Она едва держалась на ногах от шока и горя, не зная, что делать. Она потеряла священника, отца и мать за одну ночь. Кто у нее остался? Кто-нибудь? Что-нибудь?
В темноте она нашла дорогу в спальню и, не раздеваясь, легла под одеяло. Она подтянула одеяло к подбородку и закрыла глаза.
– Ты там?
– прошептала она Богу и ждала, надеялась, молилась, чтобы был кто-то, кто от нее не отказывался.
Но Бог не отвечал.
Глава 16
Нора
– Какого года эти слезы?
– спросил Нико, прикасаясь к ее лицу. – 1993 года?

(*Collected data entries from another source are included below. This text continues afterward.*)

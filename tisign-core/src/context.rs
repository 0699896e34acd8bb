//! Process-wide diagnostics configuration.
//!
//! The engine never prints directly and never carries a back-pointer to
//! this module from `Image` or `Key`. Instead every diagnostic passes
//! through a small set of free functions backed by a lazily constructed,
//! mutex-guarded sink. The `set_*` functions below are the only
//! observable mutation surface, mirroring the historical tool's global
//! `rs_set_progname` / `rs_set_verbose` / `rs_set_error_func` /
//! `rs_set_message_func` entry points.

use std::sync::Mutex;

/// `(key_file, image_file, message)`
pub type Sink = Box<dyn Fn(Option<&str>, Option<&str>, &str) + Send + 'static>;

lazy_static! {
    static ref PROGNAME: Mutex<Option<String>> = Mutex::new(None);
    static ref VERBOSE: Mutex<i32> = Mutex::new(0);
    static ref ERROR_SINK: Mutex<Option<Sink>> = Mutex::new(None);
    static ref MESSAGE_SINK: Mutex<Option<Sink>> = Mutex::new(None);
}

/// Set the program name used as a diagnostic prefix when no key/image
/// file name is available.
pub fn set_progname(name: impl Into<String>) {
    *PROGNAME.lock().unwrap() = Some(name.into());
}

/// Set the verbosity level; `message()` calls above this level are
/// dropped before reaching the sink.
pub fn set_verbose(level: i32) {
    *VERBOSE.lock().unwrap() = level;
}

pub fn verbose() -> i32 {
    *VERBOSE.lock().unwrap()
}

/// Redirect error/warning output to `sink` instead of stderr.
pub fn set_error_sink(sink: impl Fn(Option<&str>, Option<&str>, &str) + Send + 'static) {
    *ERROR_SINK.lock().unwrap() = Some(Box::new(sink));
}

/// Redirect informational output to `sink` instead of stderr.
pub fn set_message_sink(sink: impl Fn(Option<&str>, Option<&str>, &str) + Send + 'static) {
    *MESSAGE_SINK.lock().unwrap() = Some(Box::new(sink));
}

fn default_print(key_file: Option<&str>, image_file: Option<&str>, msg: &str) {
    if let Some(f) = image_file {
        eprint!("{}: ", f);
    } else if let Some(f) = key_file {
        eprint!("{}: ", f);
    } else if let Some(p) = PROGNAME.lock().unwrap().as_deref() {
        eprint!("{}: ", p);
    }
    eprintln!("{}", msg);
}

fn emit(sink: &Mutex<Option<Sink>>, key_file: Option<&str>, image_file: Option<&str>, msg: &str) {
    let guard = sink.lock().unwrap();
    match guard.as_ref() {
        Some(f) => f(key_file, image_file, msg),
        None => default_print(key_file, image_file, msg),
    }
}

/// Report a fatal or repair-level error.
pub fn error(key_file: Option<&str>, image_file: Option<&str>, msg: &str) {
    emit(&ERROR_SINK, key_file, image_file, &format!("error: {}", msg));
}

/// Report a downgraded (soft-mode) issue.
pub fn warning(key_file: Option<&str>, image_file: Option<&str>, msg: &str) {
    emit(&ERROR_SINK, key_file, image_file, &format!("warning: {}", msg));
}

/// Report an informational message, gated by `level <= verbose()`.
pub fn message(level: i32, key_file: Option<&str>, image_file: Option<&str>, msg: &str) {
    if level > verbose() {
        return;
    }
    emit(&MESSAGE_SINK, key_file, image_file, msg);
}

#[cfg(test)]
mod tests {
    use super::*;
    use std::sync::atomic::{AtomicUsize, Ordering};
    use std::sync::Arc;

    #[test]
    fn verbosity_gates_messages() {
        let seen = Arc::new(AtomicUsize::new(0));
        let seen2 = seen.clone();
        set_message_sink(move |_, _, _| {
            seen2.fetch_add(1, Ordering::SeqCst);
        });
        set_verbose(1);
        message(2, None, None, "too verbose, should be dropped");
        assert_eq!(seen.load(Ordering::SeqCst), 0);
        message(1, None, None, "should arrive");
        assert_eq!(seen.load(Ordering::SeqCst), 1);
        set_verbose(0);
        set_message_sink(|_, _, _| {});
    }
}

Или недавние?
Нора скромно улыбнулась.
– Ты винодел. Как считаешь?
Нико поднес влажные пальцы ко рту и слизал их.
– Каким бы ни был год, с уверенностью могу сказать, что он был тяжелым.
– Тот год был трудным, - согласилась она.
– Как и эта неделя. Я много раз задавалась вопросом, смогла бы я предотвратить это. Много обращений к Богу, чтобы он отменил произошедшее. Даже сейчас я ощущаю то ужасное отчаяние: «Боже, я отдам все, променяю все, чтобы испытывать что-то, кроме этой боли».
Она закрыла глаза и снова глубоко вдохнула. Боже, помоги ей, завтра она сделает все, чтобы не развеивать этот прах.
– Но, - продолжила она, возвращаясь в настоящее, - даже в ту ночь, когда я лежала в своей постели одна, я знала, что соберусь. И, может, понимание этого было признаком надежды.
– Как долго он наказывал тебя за встречу с отцом?
– спросил Нико.
– Долго.
– Нора села, а Нико перекатился на спину. Она все еще была в сорочке, но Нико лежал обнаженным, простыни собрались на его бедрах, а грудь была голой и манящей.
– Когда ты подросток, каждый день без желаемого кажется вечностью. Твое сердце находится под увеличительным стеклом в этом возрасте, все раздувается в размерах.
– Как долго вы не разговаривали друг с другом после той ночи?
Нора окунулась в то ужасное время. Она помнила его чрезвычайно темным, холодным и по-зимнему снежным. Улицы стали серыми от слякоти и опасными из-за льда. Но там, в ее коробке с темными воспоминаниями, лежала одна сияющая звезда.
– До Рождества, - ответила она.
– Несколько недель спустя мы отправились на полуночную мессу, и мы с Сореном объявили часовое перемирие. Думаю, мама сказала ему, что папе вынесли приговор - пятнадцать лет строго режима. Он знал, что я нуждалась в помощи, чтобы справиться с этой новостью. Мы поговорили. Он вручил мне Рождественский подарок.